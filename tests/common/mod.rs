#![allow(dead_code)]

use axum::extract::{Path, State};
use axum::http::{header::AUTHORIZATION, HeaderMap, StatusCode};
use axum::routing::{get, post};
use axum::{Json, Router};
use dashmap::DashMap;
use forum_client::core::config::Config;
use forum_client::core::state::AppState;
use forum_client::models::article::{Article, ArticleDetail, Comment, CreateArticleRequest, NewComment};
use forum_client::models::topic::{CreateTopicRequest, Topic};
use forum_client::models::user::{
    AuthResponse, LoginRequest, RegisterRequest, TopicSummary, UpdateUserRequest, User,
};
use forum_client::stores::token_store::TokenStore;
use std::sync::atomic::{AtomicU64, AtomicUsize, Ordering};
use std::sync::Arc;
use std::time::Duration;
use tokio::net::TcpListener;
use tokio::task::JoinHandle;

pub const ALICE_TOKEN: &str = "abc";
pub const ALICE_PASSWORD: &str = "Secret123!";

/// In-memory forum backend speaking the same REST contract as the real one
pub struct MockBackend {
    pub users: DashMap<u64, User>,
    passwords: DashMap<u64, String>,
    pub tokens: DashMap<String, u64>,
    topics: DashMap<u64, Topic>,
    pub articles: DashMap<u64, ArticleDetail>,
    next_id: AtomicU64,
    pub me_calls: AtomicUsize,
    pub login_calls: AtomicUsize,
    pub requests: AtomicUsize,
    me_delay_ms: AtomicU64,
}

impl MockBackend {
    fn seeded() -> Self {
        let backend = Self {
            users: DashMap::new(),
            passwords: DashMap::new(),
            tokens: DashMap::new(),
            topics: DashMap::new(),
            articles: DashMap::new(),
            next_id: AtomicU64::new(100),
            me_calls: AtomicUsize::new(0),
            login_calls: AtomicUsize::new(0),
            requests: AtomicUsize::new(0),
            me_delay_ms: AtomicU64::new(0),
        };

        backend
            .users
            .insert(1, User::new(1, "alice", "a@x.com").with_subscriptions(vec![]));
        backend.passwords.insert(1, ALICE_PASSWORD.to_string());

        for (id, title) in [(1, "Rust"), (2, "Async"), (3, "Web")] {
            backend.topics.insert(
                id,
                Topic {
                    id,
                    title: title.to_string(),
                    description: format!("All about {}", title),
                    subscribed: None,
                    created_at: None,
                    updated_at: None,
                },
            );
        }

        for (id, topic_id, title, created_at) in [
            (1, 1, "Ownership", "2024-01-10T10:00:00"),
            (2, 2, "Futures", "2024-03-01T09:00:00"),
            (3, 3, "Routing", "2024-02-15T12:00:00"),
            (4, 2, "Pinning", "2024-01-01T08:00:00"),
        ] {
            backend.articles.insert(
                id,
                ArticleDetail {
                    article: Article {
                        id,
                        title: title.to_string(),
                        content: format!("{} explained", title),
                        topic_id,
                        topic_title: backend
                            .topics
                            .get(&topic_id)
                            .map(|t| t.title.clone())
                            .unwrap_or_default(),
                        author_id: Some(1),
                        author_name: "alice".to_string(),
                        created_at: created_at.to_string(),
                    },
                    comments: vec![],
                },
            );
        }

        backend
    }

    /// Delay every `GET /auth/me` so concurrent callers overlap
    pub fn set_me_delay(&self, delay: Duration) {
        self.me_delay_ms
            .store(delay.as_millis() as u64, Ordering::SeqCst);
    }

    pub fn me_calls(&self) -> usize {
        self.me_calls.load(Ordering::SeqCst)
    }

    pub fn requests(&self) -> usize {
        self.requests.load(Ordering::SeqCst)
    }

    fn next_id(&self) -> u64 {
        self.next_id.fetch_add(1, Ordering::SeqCst)
    }

    fn authenticate(&self, headers: &HeaderMap) -> Result<u64, StatusCode> {
        let token = headers
            .get(AUTHORIZATION)
            .and_then(|value| value.to_str().ok())
            .and_then(|value| value.strip_prefix("Bearer "))
            .ok_or(StatusCode::UNAUTHORIZED)?;
        self.tokens
            .get(token)
            .map(|entry| *entry.value())
            .ok_or(StatusCode::UNAUTHORIZED)
    }

    fn user(&self, id: u64) -> Result<User, StatusCode> {
        self.users
            .get(&id)
            .map(|entry| entry.value().clone())
            .ok_or(StatusCode::NOT_FOUND)
    }
}

type Shared = State<Arc<MockBackend>>;

async fn login(State(backend): Shared, Json(body): Json<LoginRequest>) -> Result<Json<AuthResponse>, StatusCode> {
    backend.requests.fetch_add(1, Ordering::SeqCst);
    backend.login_calls.fetch_add(1, Ordering::SeqCst);

    let user = backend
        .users
        .iter()
        .find(|entry| {
            entry.username == body.email_or_username || entry.email == body.email_or_username
        })
        .map(|entry| entry.value().clone())
        .ok_or(StatusCode::UNAUTHORIZED)?;

    let matches = backend
        .passwords
        .get(&user.id)
        .map(|password| *password == body.password)
        .unwrap_or(false);
    if !matches {
        return Err(StatusCode::UNAUTHORIZED);
    }

    let token = if user.id == 1 {
        ALICE_TOKEN.to_string()
    } else {
        format!("token-{}", user.id)
    };
    backend.tokens.insert(token.clone(), user.id);

    // Login responses carry the bare user, without subscriptions
    Ok(Json(AuthResponse {
        token,
        user: Some(User::new(user.id, user.username, user.email)),
    }))
}

async fn register(
    State(backend): Shared,
    Json(body): Json<RegisterRequest>,
) -> Result<Json<AuthResponse>, (StatusCode, Json<serde_json::Value>)> {
    backend.requests.fetch_add(1, Ordering::SeqCst);

    let taken = backend
        .users
        .iter()
        .any(|entry| entry.username == body.username || entry.email == body.email);
    if taken {
        return Err((
            StatusCode::BAD_REQUEST,
            Json(serde_json::json!({ "message": "Username or email already in use" })),
        ));
    }

    let id = backend.next_id();
    backend.users.insert(
        id,
        User::new(id, body.username, body.email).with_subscriptions(vec![]),
    );
    backend.passwords.insert(id, body.password);

    let token = format!("token-{}", id);
    backend.tokens.insert(token.clone(), id);

    // No user in the body, the client has to ask /auth/me
    Ok(Json(AuthResponse { token, user: None }))
}

async fn me(State(backend): Shared, headers: HeaderMap) -> Result<Json<User>, StatusCode> {
    backend.requests.fetch_add(1, Ordering::SeqCst);
    backend.me_calls.fetch_add(1, Ordering::SeqCst);

    let delay = backend.me_delay_ms.load(Ordering::SeqCst);
    if delay > 0 {
        tokio::time::sleep(Duration::from_millis(delay)).await;
    }

    let id = backend.authenticate(&headers)?;
    backend.user(id).map(Json)
}

async fn update_me(
    State(backend): Shared,
    headers: HeaderMap,
    Json(body): Json<UpdateUserRequest>,
) -> Result<Json<User>, StatusCode> {
    backend.requests.fetch_add(1, Ordering::SeqCst);
    let id = backend.authenticate(&headers)?;

    let mut user = backend.users.get_mut(&id).ok_or(StatusCode::NOT_FOUND)?;
    if let Some(username) = body.username {
        user.username = username;
    }
    if let Some(email) = body.email {
        user.email = email;
    }
    if let Some(password) = body.password {
        backend.passwords.insert(id, password);
    }
    Ok(Json(user.clone()))
}

async fn list_posts(State(backend): Shared) -> Json<Vec<Article>> {
    backend.requests.fetch_add(1, Ordering::SeqCst);
    let mut articles: Vec<Article> = backend
        .articles
        .iter()
        .map(|entry| entry.article.clone())
        .collect();
    articles.sort_by_key(|article| article.id);
    Json(articles)
}

async fn get_post(State(backend): Shared, Path(id): Path<u64>) -> Result<Json<ArticleDetail>, StatusCode> {
    backend.requests.fetch_add(1, Ordering::SeqCst);
    backend
        .articles
        .get(&id)
        .map(|entry| Json(entry.value().clone()))
        .ok_or(StatusCode::NOT_FOUND)
}

async fn create_post(
    State(backend): Shared,
    headers: HeaderMap,
    Json(body): Json<CreateArticleRequest>,
) -> Result<Json<ArticleDetail>, StatusCode> {
    backend.requests.fetch_add(1, Ordering::SeqCst);
    let author = backend.user(backend.authenticate(&headers)?)?;
    let topic_title = backend
        .topics
        .get(&body.topic_id)
        .map(|t| t.title.clone())
        .ok_or(StatusCode::BAD_REQUEST)?;

    let id = backend.next_id();
    let detail = ArticleDetail {
        article: Article {
            id,
            title: body.title,
            content: body.content,
            topic_id: body.topic_id,
            topic_title,
            author_id: Some(author.id),
            author_name: author.username,
            created_at: "2024-04-01T00:00:00".to_string(),
        },
        comments: vec![],
    };
    backend.articles.insert(id, detail.clone());
    Ok(Json(detail))
}

async fn add_comment(
    State(backend): Shared,
    headers: HeaderMap,
    Path(post_id): Path<u64>,
    Json(body): Json<NewComment>,
) -> Result<Json<Comment>, StatusCode> {
    backend.requests.fetch_add(1, Ordering::SeqCst);
    let author = backend.user(backend.authenticate(&headers)?)?;

    let comment = Comment {
        id: backend.next_id(),
        post_id: Some(post_id),
        author_id: Some(author.id),
        author_name: author.username,
        content: body.content,
        created_at: None,
    };
    let mut detail = backend.articles.get_mut(&post_id).ok_or(StatusCode::NOT_FOUND)?;
    detail.comments.push(comment.clone());
    Ok(Json(comment))
}

async fn list_topics(State(backend): Shared, headers: HeaderMap) -> Json<Vec<Topic>> {
    backend.requests.fetch_add(1, Ordering::SeqCst);
    let subscriptions = backend
        .authenticate(&headers)
        .ok()
        .and_then(|id| backend.user(id).ok())
        .and_then(|user| user.subscribed_topic_ids());

    let mut topics: Vec<Topic> = backend
        .topics
        .iter()
        .map(|entry| {
            let mut topic = entry.value().clone();
            topic.subscribed = subscriptions.as_ref().map(|ids| ids.contains(&topic.id));
            topic
        })
        .collect();
    topics.sort_by_key(|topic| topic.id);
    Json(topics)
}

async fn create_topic(
    State(backend): Shared,
    headers: HeaderMap,
    Json(body): Json<CreateTopicRequest>,
) -> Result<Json<Topic>, StatusCode> {
    backend.requests.fetch_add(1, Ordering::SeqCst);
    backend.authenticate(&headers)?;

    let topic = Topic {
        id: backend.next_id(),
        title: body.title,
        description: body.description,
        subscribed: Some(false),
        created_at: None,
        updated_at: None,
    };
    backend.topics.insert(topic.id, topic.clone());
    Ok(Json(topic))
}

async fn subscribe(State(backend): Shared, headers: HeaderMap, Path(topic_id): Path<u64>) -> StatusCode {
    backend.requests.fetch_add(1, Ordering::SeqCst);
    let id = match backend.authenticate(&headers) {
        Ok(id) => id,
        Err(status) => return status,
    };
    let topic = match backend.topics.get(&topic_id) {
        Some(topic) => TopicSummary::new(topic.id, topic.title.clone(), topic.description.clone()),
        None => return StatusCode::NOT_FOUND,
    };

    if let Some(mut user) = backend.users.get_mut(&id) {
        let subscriptions = user.subscriptions.get_or_insert_with(Vec::new);
        if !subscriptions.iter().any(|t| t.id == topic_id) {
            subscriptions.push(topic);
        }
    }
    StatusCode::NO_CONTENT
}

async fn unsubscribe(State(backend): Shared, headers: HeaderMap, Path(topic_id): Path<u64>) -> StatusCode {
    backend.requests.fetch_add(1, Ordering::SeqCst);
    let id = match backend.authenticate(&headers) {
        Ok(id) => id,
        Err(status) => return status,
    };

    if let Some(mut user) = backend.users.get_mut(&id) {
        if let Some(subscriptions) = user.subscriptions.as_mut() {
            subscriptions.retain(|t| t.id != topic_id);
        }
    }
    StatusCode::NO_CONTENT
}

pub struct TestServer {
    pub base_url: String,
    pub backend: Arc<MockBackend>,
    handle: JoinHandle<()>,
}

impl Drop for TestServer {
    fn drop(&mut self) {
        self.handle.abort();
    }
}

pub async fn spawn_backend() -> TestServer {
    let backend = Arc::new(MockBackend::seeded());

    let app = Router::new()
        .route("/api/auth/login", post(login))
        .route("/api/auth/register", post(register))
        .route("/api/auth/me", get(me))
        .route("/api/users/me", axum::routing::put(update_me))
        .route("/api/posts", get(list_posts).post(create_post))
        .route("/api/posts/{id}", get(get_post))
        .route("/api/posts/{id}/comments", post(add_comment))
        .route("/api/topics", get(list_topics).post(create_topic))
        .route(
            "/api/users/me/subscriptions/{topic_id}",
            post(subscribe).delete(unsubscribe),
        )
        .with_state(Arc::clone(&backend));

    let listener = TcpListener::bind("127.0.0.1:0").await.unwrap();
    let addr = listener.local_addr().unwrap();
    let handle = tokio::spawn(async move {
        axum::serve(listener, app).await.unwrap();
    });

    TestServer {
        base_url: format!("http://{}/api", addr),
        backend,
        handle,
    }
}

pub fn app_state(base_url: &str, tokens: Arc<dyn TokenStore>) -> AppState {
    let config = Config::from_toml(&format!(
        "[api]\nbase_url = \"{}\"\ntimeout_secs = 5\n",
        base_url
    ))
    .unwrap();
    AppState::with_token_store(config, tokens).unwrap()
}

· · · · · · ·

Gather up every line from the listing above in which the word "await" occurs.

        tokio::time::sleep(Duration::from_millis(delay)).await;
    let listener = TcpListener::bind("127.0.0.1:0").await.unwrap();
        axum::serve(listener, app).await.unwrap();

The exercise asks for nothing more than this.